Должно быть, не один век смиренно и тихо жила себе эта лесная деревенька-невеличка, распахивала поля, ставила стога, копила детей. А теперь вот разметало ее вихрем на все четыре стороны!.. Особенно, что поразило меня, — прирожденное умение старых мастеров-древоделов использовать рельеф местности, умение привязать ее «пейзажные возможности» к общему архитектурному замыслу. Причем замысел этот осуществлялся не на бумаге, а прямо на земле, без черновиков и уточнений. Неграмотный, но ушлый на выдумку архангельский мужик углядел, кажется, все складки местности и особенности климата — розу ветров, направление поверхностного стока, как поднимаются пары от реки, на какой глубине залегают грунтовые воды. Бессистемная на первый взгляд застройка была глубоко продуманной в практическом отношении. Кузница, например, стояла на отшибе, загороженная от жилья стеной осинника, чтобы глохли в нем удары металла о металл и запахи угольной пыли. Видно, борьбу с шумом и грязным воздухом пинежские крестьяне начали задолго до нынешней кампании. Точно так же они поступили с баньками, расположив их уступами, одна над другой, на крутом берегу Пинеги, подальше от домов, но поближе к воде…

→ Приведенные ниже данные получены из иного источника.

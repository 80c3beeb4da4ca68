/// All database primary keys are PostgreSQL BIGSERIAL.
pub type DbId = i64;

/// All timestamps are UTC.
pub type Timestamp = chrono::DateTime<chrono::Utc>;

/// Calendar dates (appraisal period bounds) carry no time zone.
pub type Date = chrono::NaiveDate;

/// Ratings are stored as SMALLINT on a 1-5 scale.
pub type Rating = i16;
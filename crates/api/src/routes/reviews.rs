use axum::routing::get;
use axum::Router;

use crate::handlers::reviews;
use crate::state::AppState;

/// Review routes, nested under `/reviews`.
///
/// ```text
/// GET    /                          list_reviews
/// GET    /{id}                      get_review
/// ```
pub fn router() -> Router<AppState> {
    Router::new()
        .route("/", get(reviews::list_reviews))
        .route("/{id}", get(reviews::get_review))
}
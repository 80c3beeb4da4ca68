//! Transition authorizer for the appraisal lifecycle.
//!
//! [`TransitionAuthorizer::decide`] is a pure function of the current status,
//! the requested status, the caller and the appraisal's owner. Non-admin
//! callers may only walk the linear chain, one edge at a time, and each edge
//! has exactly one kind of caller allowed to take it:
//!
//! ```text
//! pending      -> self-review   the owning employee
//! self-review  -> pm-review     manager
//! pm-review    -> hr-review     hr
//! hr-review    -> completed     hr
//! ```
//!
//! The admin override is a separate capability, checked once before the edge
//! table is consulted. It can be switched off through configuration without
//! touching the table.

use crate::error::CoreError;
use crate::roles::{Caller, Role};
use crate::status::AppraisalStatus;
use crate::types::DbId;

pub const DENY_NOT_OWNER: &str = "only the owning employee may submit self-review";
pub const DENY_NOT_MANAGER: &str = "only a manager may advance to PM review";
pub const DENY_NOT_HR_REVIEW: &str = "only HR may advance to HR review";
pub const DENY_NOT_HR_COMPLETE: &str = "only HR may complete the appraisal";
pub const DENY_TERMINAL: &str = "appraisal is completed; no further transitions are permitted";
pub const DENY_UNRECOGNIZED_ROLE: &str = "caller role is not recognized";

/// Why a transition was allowed.
#[derive(Debug, Clone, Copy, PartialEq, Eq)]
pub enum Grant {
    /// The transition is an edge of the chain and the caller may take it.
    Edge,
    /// The caller is an admin and the override capability is enabled.
    AdminOverride,
}

#[derive(Debug, Clone, PartialEq, Eq)]
pub enum TransitionDecision {
    Allow(Grant),
    Deny(String),
}

impl TransitionDecision {
    pub fn is_allowed(&self) -> bool {
        matches!(self, Self::Allow(_))
    }

    /// Convert a denial into [`CoreError::Forbidden`] carrying the reason verbatim.
    pub fn into_result(self) -> Result<Grant, CoreError> {
        match self {
            Self::Allow(grant) => Ok(grant),
            Self::Deny(reason) => Err(CoreError::Forbidden(reason)),
        }
    }
}

/// Who may take a given edge.
enum EdgeGate {
    Owner,
    Role(Role, &'static str),
}

/// Look up the gate for `current -> requested`, or `None` if it is not an edge.
fn edge_gate(current: AppraisalStatus, requested: AppraisalStatus) -> Option<EdgeGate> {
    use AppraisalStatus::*;

    match (current, requested) {
        (Pending, SelfReview) => Some(EdgeGate::Owner),
        (SelfReview, PmReview) => Some(EdgeGate::Role(Role::Manager, DENY_NOT_MANAGER)),
        (PmReview, HrReview) => Some(EdgeGate::Role(Role::Hr, DENY_NOT_HR_REVIEW)),
        (HrReview, Completed) => Some(EdgeGate::Role(Role::Hr, DENY_NOT_HR_COMPLETE)),
        _ => None,
    }
}

#[derive(Debug, Clone, Copy)]
pub struct TransitionAuthorizer {
    admin_override: bool,
}

impl Default for TransitionAuthorizer {
    fn default() -> Self {
        Self::new(true)
    }
}

impl TransitionAuthorizer {
    pub fn new(admin_override: bool) -> Self {
        Self { admin_override }
    }

    pub fn admin_override_enabled(&self) -> bool {
        self.admin_override
    }

    pub fn decide(
        &self,
        current: AppraisalStatus,
        requested: AppraisalStatus,
        caller: &Caller,
        employee_id: DbId,
    ) -> TransitionDecision {
        if self.admin_override && caller.is_admin() {
            return TransitionDecision::Allow(Grant::AdminOverride);
        }

        if caller.role.is_none() {
            return TransitionDecision::Deny(DENY_UNRECOGNIZED_ROLE.to_string());
        }

        let Some(gate) = edge_gate(current, requested) else {
            if current.is_terminal() {
                return TransitionDecision::Deny(DENY_TERMINAL.to_string());
            }
            return TransitionDecision::Deny(format!(
                "transition from '{current}' to '{requested}' is not permitted"
            ));
        };

        match gate {
            EdgeGate::Owner if caller.user_id == employee_id => {
                TransitionDecision::Allow(Grant::Edge)
            }
            EdgeGate::Owner => TransitionDecision::Deny(DENY_NOT_OWNER.to_string()),
            EdgeGate::Role(role, _) if caller.role == Some(role) => {
                TransitionDecision::Allow(Grant::Edge)
            }
            EdgeGate::Role(_, reason) => TransitionDecision::Deny(reason.to_string()),
        }
    }

    /// Every status other than `current` that `caller` may move the appraisal to.
    pub fn permitted_targets(
        &self,
        current: AppraisalStatus,
        caller: &Caller,
        employee_id: DbId,
    ) -> Vec<AppraisalStatus> {
        AppraisalStatus::ALL
            .into_iter()
            .filter(|&target| target != current)
            .filter(|&target| self.decide(current, target, caller, employee_id).is_allowed())
            .collect()
    }
}
//! Appraisal API server library.
//!
//! Exposes config, state, error handling and routes so the integration tests
//! and the binary entrypoint build the exact same application.

pub mod auth;
pub mod config;
pub mod error;
pub mod handlers;
pub mod middleware;
pub mod response;
pub mod router;
pub mod routes;
pub mod state;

— Ну что, друг сердечный? — раздался вдруг чужой голос. — Приворачивай, беседовать будем.
Я резко обернулся. На высоком крыльце ближней избы, на самодельном жернове сидел небритый человек в телогрейке и чинил рыбацкую сеть. Из-под его мохнатых бровей располагающе синели глаза.
— Аким Паромов, — запросто представился мужчина и встал. Здоровался он церемонно и основательно, несколько раз с силой встряхнул мою ладонь, словно изучая по рукопожатию, что я за человек. — Случайно, не искусствовед будете?

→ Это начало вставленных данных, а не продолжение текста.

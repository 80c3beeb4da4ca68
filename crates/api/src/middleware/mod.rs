//! Request extractors.
//!
//! - [`auth::AuthUser`] -- Extracts the authenticated caller from a JWT Bearer token.

pub mod auth;
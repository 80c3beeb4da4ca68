use appraise_core::appraisal::Appraisal;
use appraise_core::error::CoreError;
use appraise_core::status::{AppraisalStatus, StatusId};
use appraise_core::types::{Date, DbId, Rating, Timestamp};
use sqlx::FromRow;

/// A row from the `appraisals` table.
#[derive(Debug, Clone, FromRow)]
pub struct AppraisalRow {
    pub id: DbId,
    pub employee_id: DbId,
    pub appraisal_cycle: String,
    pub start_date: Date,
    pub end_date: Date,
    pub overall_rating: Option<Rating>,
    pub status_id: StatusId,
    pub created_at: Timestamp,
    pub updated_at: Timestamp,
}

impl TryFrom<AppraisalRow> for Appraisal {
    type Error = CoreError;

    fn try_from(row: AppraisalRow) -> Result<Self, Self::Error> {
        let status = AppraisalStatus::from_id(row.status_id).ok_or_else(|| {
            CoreError::Internal(format!(
                "appraisal {} has unknown status_id {}",
                row.id, row.status_id
            ))
        })?;
        Ok(Appraisal {
            id: row.id,
            employee_id: row.employee_id,
            appraisal_cycle: row.appraisal_cycle,
            start_date: row.start_date,
            end_date: row.end_date,
            overall_rating: row.overall_rating,
            status,
            created_at: row.created_at,
            updated_at: row.updated_at,
        })
    }
}
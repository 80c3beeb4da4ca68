use axum::routing::{get, post, put};
use axum::Router;

use crate::handlers::{appraisals, reviews, workflow};
use crate::state::AppState;

/// Appraisal routes, nested under `/appraisals`.
///
/// ```text
/// GET    /                          list_appraisals
/// POST   /                          create_appraisal
/// GET    /{id}                      get_appraisal
/// PUT    /{id}                      update_appraisal
/// DELETE /{id}                      delete_appraisal
/// PUT    /{id}/status               update_status
/// POST   /{id}/self-review          submit_self_review
/// POST   /{id}/manager-review       submit_manager_review
/// POST   /{id}/finalize             finalize_appraisal
/// GET    /{id}/review               get_appraisal_review
/// GET    /{id}/transitions          list_transitions
/// ```
pub fn router() -> Router<AppState> {
    Router::new()
        .route(
            "/",
            get(appraisals::list_appraisals).post(appraisals::create_appraisal),
        )
        .route(
            "/{id}",
            get(appraisals::get_appraisal)
                .put(appraisals::update_appraisal)
                .delete(appraisals::delete_appraisal),
        )
        .route("/{id}/status", put(workflow::update_status))
        .route("/{id}/self-review", post(workflow::submit_self_review))
        .route("/{id}/manager-review", post(workflow::submit_manager_review))
        .route("/{id}/finalize", post(workflow::finalize_appraisal))
        .route("/{id}/review", get(reviews::get_appraisal_review))
        .route("/{id}/transitions", get(workflow::list_transitions))
}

— А почему вы так решили? — заинтересовался я. — Может быть, просто турист…
— Нет, не турист, — с ходу определил Паромов. — Видом, простите, не вышли… Я почему вас сразу-то не окликнул? — спросил он, заглядывая мне в глаза. — Проверить вас хотел, думал, грешным делом, вы жилье наше ломать станете или еще что учудите. Туристы — они ведь, сатаноиды, костры в домах запаливают, банки-бутылки кругом разбрасывают, сараи на дрова разбирают. Пойдем, я вас чаем напою…
Он привел меня в чистую, натопленную горницу, налил из термоса кипятка.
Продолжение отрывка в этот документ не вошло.